#### [What you have to do]
Could you retype every line of the data underneath without altering anything?

#### [Records for the exercise]

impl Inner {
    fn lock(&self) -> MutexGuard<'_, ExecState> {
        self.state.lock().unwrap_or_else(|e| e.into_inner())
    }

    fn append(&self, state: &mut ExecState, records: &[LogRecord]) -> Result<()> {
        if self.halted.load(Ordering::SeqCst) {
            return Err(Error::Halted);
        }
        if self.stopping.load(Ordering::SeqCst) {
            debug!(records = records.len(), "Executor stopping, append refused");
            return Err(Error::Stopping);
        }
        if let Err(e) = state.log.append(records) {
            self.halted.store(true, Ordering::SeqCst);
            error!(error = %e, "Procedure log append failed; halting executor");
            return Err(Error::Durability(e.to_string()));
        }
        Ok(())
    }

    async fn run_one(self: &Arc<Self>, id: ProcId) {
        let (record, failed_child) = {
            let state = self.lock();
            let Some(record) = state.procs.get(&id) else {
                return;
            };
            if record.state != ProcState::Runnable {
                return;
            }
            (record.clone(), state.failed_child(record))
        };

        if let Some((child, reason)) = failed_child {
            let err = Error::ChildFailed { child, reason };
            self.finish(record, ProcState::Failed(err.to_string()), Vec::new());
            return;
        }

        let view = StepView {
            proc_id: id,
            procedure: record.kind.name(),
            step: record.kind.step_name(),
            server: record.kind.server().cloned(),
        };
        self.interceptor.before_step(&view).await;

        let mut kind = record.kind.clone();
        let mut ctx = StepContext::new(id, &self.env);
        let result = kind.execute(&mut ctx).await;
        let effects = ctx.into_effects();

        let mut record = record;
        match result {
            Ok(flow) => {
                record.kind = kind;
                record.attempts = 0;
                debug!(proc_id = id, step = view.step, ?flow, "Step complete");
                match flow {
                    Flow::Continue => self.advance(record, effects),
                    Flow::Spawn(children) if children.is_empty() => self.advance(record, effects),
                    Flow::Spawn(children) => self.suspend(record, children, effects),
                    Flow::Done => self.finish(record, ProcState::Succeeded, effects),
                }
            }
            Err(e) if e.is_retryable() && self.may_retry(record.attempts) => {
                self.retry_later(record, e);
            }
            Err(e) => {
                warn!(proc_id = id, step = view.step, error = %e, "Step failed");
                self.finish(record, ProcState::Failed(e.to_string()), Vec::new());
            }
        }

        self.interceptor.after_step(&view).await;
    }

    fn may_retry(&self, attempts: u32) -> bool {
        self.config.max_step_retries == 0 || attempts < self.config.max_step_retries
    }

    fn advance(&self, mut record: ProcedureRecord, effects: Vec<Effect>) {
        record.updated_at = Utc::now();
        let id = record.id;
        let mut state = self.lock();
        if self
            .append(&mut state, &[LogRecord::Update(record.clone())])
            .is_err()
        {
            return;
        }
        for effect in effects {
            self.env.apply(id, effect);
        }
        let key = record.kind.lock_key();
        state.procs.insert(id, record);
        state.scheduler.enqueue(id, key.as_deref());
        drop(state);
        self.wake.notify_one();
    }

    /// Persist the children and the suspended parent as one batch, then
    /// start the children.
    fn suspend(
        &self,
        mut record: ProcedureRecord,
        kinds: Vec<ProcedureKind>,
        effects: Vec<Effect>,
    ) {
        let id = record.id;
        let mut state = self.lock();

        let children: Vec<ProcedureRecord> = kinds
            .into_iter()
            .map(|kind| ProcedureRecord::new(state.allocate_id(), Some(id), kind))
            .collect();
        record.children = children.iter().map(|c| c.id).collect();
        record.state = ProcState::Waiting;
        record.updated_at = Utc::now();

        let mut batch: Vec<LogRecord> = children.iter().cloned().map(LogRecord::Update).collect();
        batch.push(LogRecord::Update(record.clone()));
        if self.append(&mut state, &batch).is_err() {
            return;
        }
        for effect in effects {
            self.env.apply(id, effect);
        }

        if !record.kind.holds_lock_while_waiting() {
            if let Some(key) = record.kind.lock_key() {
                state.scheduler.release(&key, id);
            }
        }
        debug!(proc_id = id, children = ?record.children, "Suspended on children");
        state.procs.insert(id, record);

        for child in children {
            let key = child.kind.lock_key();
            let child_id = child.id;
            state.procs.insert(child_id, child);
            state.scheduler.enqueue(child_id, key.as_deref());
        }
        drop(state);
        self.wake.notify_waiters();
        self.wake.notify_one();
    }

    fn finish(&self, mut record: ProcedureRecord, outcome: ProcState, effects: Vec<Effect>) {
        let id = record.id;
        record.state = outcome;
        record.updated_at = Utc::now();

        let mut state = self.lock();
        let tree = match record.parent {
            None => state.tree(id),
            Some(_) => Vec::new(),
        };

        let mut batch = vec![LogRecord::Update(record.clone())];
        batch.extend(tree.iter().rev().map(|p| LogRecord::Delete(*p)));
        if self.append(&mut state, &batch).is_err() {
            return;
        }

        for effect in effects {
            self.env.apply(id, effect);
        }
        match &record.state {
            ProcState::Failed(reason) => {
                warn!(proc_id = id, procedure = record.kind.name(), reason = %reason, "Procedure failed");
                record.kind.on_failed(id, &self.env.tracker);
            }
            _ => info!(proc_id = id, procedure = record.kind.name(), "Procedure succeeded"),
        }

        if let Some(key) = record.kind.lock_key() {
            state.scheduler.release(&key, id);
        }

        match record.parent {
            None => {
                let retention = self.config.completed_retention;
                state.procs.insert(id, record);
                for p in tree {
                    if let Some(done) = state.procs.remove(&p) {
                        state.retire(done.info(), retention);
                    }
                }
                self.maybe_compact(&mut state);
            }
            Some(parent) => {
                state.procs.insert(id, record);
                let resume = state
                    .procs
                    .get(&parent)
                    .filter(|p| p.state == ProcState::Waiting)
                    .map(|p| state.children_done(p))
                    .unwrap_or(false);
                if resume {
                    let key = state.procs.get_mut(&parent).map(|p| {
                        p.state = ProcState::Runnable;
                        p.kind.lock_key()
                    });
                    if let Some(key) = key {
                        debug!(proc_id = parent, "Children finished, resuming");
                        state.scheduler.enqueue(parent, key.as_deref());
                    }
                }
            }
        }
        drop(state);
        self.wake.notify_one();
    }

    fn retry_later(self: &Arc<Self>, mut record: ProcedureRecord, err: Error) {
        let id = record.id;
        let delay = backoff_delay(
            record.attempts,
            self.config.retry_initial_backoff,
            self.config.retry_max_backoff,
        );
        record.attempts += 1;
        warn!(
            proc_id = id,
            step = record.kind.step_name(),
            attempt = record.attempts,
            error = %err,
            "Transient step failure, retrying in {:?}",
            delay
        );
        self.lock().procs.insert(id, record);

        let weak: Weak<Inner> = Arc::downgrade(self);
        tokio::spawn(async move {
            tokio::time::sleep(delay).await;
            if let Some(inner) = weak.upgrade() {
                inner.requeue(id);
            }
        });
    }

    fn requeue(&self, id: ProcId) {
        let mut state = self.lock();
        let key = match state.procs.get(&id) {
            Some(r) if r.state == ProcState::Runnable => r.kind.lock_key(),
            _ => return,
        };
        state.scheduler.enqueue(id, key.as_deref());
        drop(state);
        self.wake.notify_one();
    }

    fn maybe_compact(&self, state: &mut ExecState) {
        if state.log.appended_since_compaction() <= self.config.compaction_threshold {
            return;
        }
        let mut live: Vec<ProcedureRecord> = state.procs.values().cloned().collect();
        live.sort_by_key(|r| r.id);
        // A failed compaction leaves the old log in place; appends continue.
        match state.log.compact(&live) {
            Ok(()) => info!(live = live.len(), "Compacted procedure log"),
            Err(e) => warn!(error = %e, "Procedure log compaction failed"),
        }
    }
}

#### [Task response]
impl Inner {
    fn lock(&self) -> MutexGuard<'_, ExecState> {
        self.state.lock().unwrap_or_else(|e| e.into_inner())
    }

    fn append(&self, state: &mut ExecState, records: &[LogRecord]) -> Result<()> {
        if self.halted.load(Ordering::SeqCst) {
            return Err(Error::Halted);
        }
        if self.stopping.load(Ordering::SeqCst) {
            debug!(records = records.len(), "Executor stopping, append refused");
            return Err(Error::Stopping);
        }
        if let Err(e) = state.log.append(records) {
            self.halted.store(true, Ordering::SeqCst);
            error!(error = %e, "Procedure log append failed; halting executor");
            return Err(Error::Durability(e.to_string()));
        }
        Ok(())
    }

    async fn run_one(self: &Arc<Self>, id: ProcId) {
        let (record, failed_child) = {
            let state = self.lock();
            let Some(record) = state.procs.get(&id) else {
                return;
            };
            if record.state != ProcState::Runnable {
                return;
            }
            (record.clone(), state.failed_child(record))
        };

        if let Some((child, reason)) = failed_child {
            let err = Error::ChildFailed { child, reason };
            self.finish(record, ProcState::Failed(err.to_string()), Vec::new());
            return;
        }

        let view = StepView {
            proc_id: id,
            procedure: record.kind.name(),
            step: record.kind.step_name(),
            server: record.kind.server().cloned(),
        };
        self.interceptor.before_step(&view).await;

        let mut kind = record.kind.clone();
        let mut ctx = StepContext::new(id, &self.env);
        let result = kind.execute(&mut ctx).await;
        let effects = ctx.into_effects();

        let mut record = record;
        match result {
            Ok(flow) => {
                record.kind = kind;
                record.attempts = 0;
                debug!(proc_id = id, step = view.step, ?flow, "Step complete");
                match flow {
                    Flow::Continue => self.advance(record, effects),
                    Flow::Spawn(children) if children.is_empty() => self.advance(record, effects),
                    Flow::Spawn(children) => self.suspend(record, children, effects),
                    Flow::Done => self.finish(record, ProcState::Succeeded, effects),
                }
            }
            Err(e) if e.is_retryable() && self.may_retry(record.attempts) => {
                self.retry_later(record, e);
            }
            Err(e) => {
                warn!(proc_id = id, step = view.step, error = %e, "Step failed");
                self.finish(record, ProcState::Failed(e.to_string()), Vec::new());
            }
        }

        self.interceptor.after_step(&view).await;
    }

    fn may_retry(&self, attempts: u32) -> bool {
        self.config.max_step_retries == 0 || attempts < self.config.max_step_retries
    }

    fn advance(&self, mut record: ProcedureRecord, effects: Vec<Effect>) {
        record.updated_at = Utc::now();
        let id = record.id;
        let mut state = self.lock();
        if self
            .append(&mut state, &[LogRecord::Update(record.clone())])
            .is_err()
        {
            return;
        }
        for effect in effects {
            self.env.apply(id, effect);
        }
        let key = record.kind.lock_key();
        state.procs.insert(id, record);
        state.scheduler.enqueue(id, key.as_deref());
        drop(state);
        self.wake.notify_one();
    }

    /// Persist the children and the suspended parent as one batch, then
    /// start the children.
    fn suspend(
        &self,
        mut record: ProcedureRecord,
        kinds: Vec<ProcedureKind>,
        effects: Vec<Effect>,
    ) {
        let id = record.id;
        let mut state = self.lock();

        let children: Vec<ProcedureRecord> = kinds
            .into_iter()
            .map(|kind| ProcedureRecord::new(state.allocate_id(), Some(id), kind))
            .collect();
        record.children = children.iter().map(|c| c.id).collect();
        record.state = ProcState::Waiting;
        record.updated_at = Utc::now();

        let mut batch: Vec<LogRecord> = children.iter().cloned().map(LogRecord::Update).collect();
        batch.push(LogRecord::Update(record.clone()));
        if self.append(&mut state, &batch).is_err() {
            return;
        }
        for effect in effects {
            self.env.apply(id, effect);
        }

        if !record.kind.holds_lock_while_waiting() {
            if let Some(key) = record.kind.lock_key() {
                state.scheduler.release(&key, id);
            }
        }
        debug!(proc_id = id, children = ?record.children, "Suspended on children");
        state.procs.insert(id, record);

        for child in children {
            let key = child.kind.lock_key();
            let child_id = child.id;
            state.procs.insert(child_id, child);
            state.scheduler.enqueue(child_id, key.as_deref());
        }
        drop(state);
        self.wake.notify_waiters();
        self.wake.notify_one();
    }

    fn finish(&self, mut record: ProcedureRecord, outcome: ProcState, effects: Vec<Effect>) {
        let id = record.id;
        record.state = outcome;
        record.updated_at = Utc::now();

        let mut state = self.lock();
        let tree = match record.parent {
            None => state.tree(id),
            Some(_) => Vec::new(),
        };

        let mut batch = vec![LogRecord::Update(record.clone())];
        batch.extend(tree.iter().rev().map(|p| LogRecord::Delete(*p)));
        if self.append(&mut state, &batch).is_err() {
            return;
        }

        for effect in effects {
            self.env.apply(id, effect);
        }
        match &record.state {
            ProcState::Failed(reason) => {
                warn!(proc_id = id, procedure = record.kind.name(), reason = %reason, "Procedure failed");
                record.kind.on_failed(id, &self.env.tracker);
            }
            _ => info!(proc_id = id, procedure = record.kind.name(), "Procedure succeeded"),
        }

        if let Some(key) = record.kind.lock_key() {
            state.scheduler.release(&key, id);
        }

        match record.parent {
            None => {
                let retention = self.config.completed_retention;
                state.procs.insert(id, record);
                for p in tree {
                    if let Some(done) = state.procs.remove(&p) {
                        state.retire(done.info(), retention);
                    }
                }
                self.maybe_compact(&mut state);
            }
            Some(parent) => {
                state.procs.insert(id, record);
                let resume = state
                    .procs
                    .get(&parent)
                    .filter(|p| p.state == ProcState::Waiting)
                    .map(|p| state.children_done(p))
                    .unwrap_or(false);
                if resume {
                    let key = state.procs.get_mut(&parent).map(|p| {
                        p.state = ProcState::Runnable;
                        p.kind.lock_key()
                    });
                    if let Some(key) = key {
                        debug!(proc_id = parent, "Children finished, resuming");
                        state.scheduler.enqueue(parent, key.as_deref());
                    }
                }
            }
        }
        drop(state);
        self.wake.notify_one();
    }

    fn retry_later(self: &Arc<Self>, mut record: ProcedureRecord, err: Error) {
        let id = record.id;
        let delay = backoff_delay(
            record.attempts,
            self.config.retry_initial_backoff,
            self.config.retry_max_backoff,
        );
        record.attempts += 1;
        warn!(
            proc_id = id,
            step = record.kind.step_name(),
            attempt = record.attempts,
            error = %err,
            "Transient step failure, retrying in {:?}",
            delay
        );
        self.lock().procs.insert(id, record);

        let weak: Weak<Inner> = Arc::downgrade(self);
        tokio::spawn(async move {
            tokio::time::sleep(delay).await;
            if let Some(inner) = weak.upgrade() {
                inner.requeue(id);
            }
        });
    }

    fn requeue(&self, id: ProcId) {
        let mut state = self.lock();
        let key = match state.procs.get(&id) {
            Some(r) if r.state == ProcState::Runnable => r.kind.lock_key(),
            _ => return,
        };
        state.scheduler.enqueue(id, key.as_deref());
        drop(state);
        self.wake.notify_one();
    }

    fn maybe_compact(&self, state: &mut ExecState) {
        if state.log.appended_since_compaction() <= self.config.compaction_threshold {
            return;
        }
        let mut live: Vec<ProcedureRecord> = state.procs.values().cloned().collect();
        live.sort_by_key(|r| r.id);
        // A failed compaction leaves the old log in place; appends continue.
        match state.log.compact(&live) {
            Ok(()) => info!(live = live.len(), "Compacted procedure log"),
            Err(e) => warn!(error = %e, "Procedure log compaction failed"),
        }
    }
}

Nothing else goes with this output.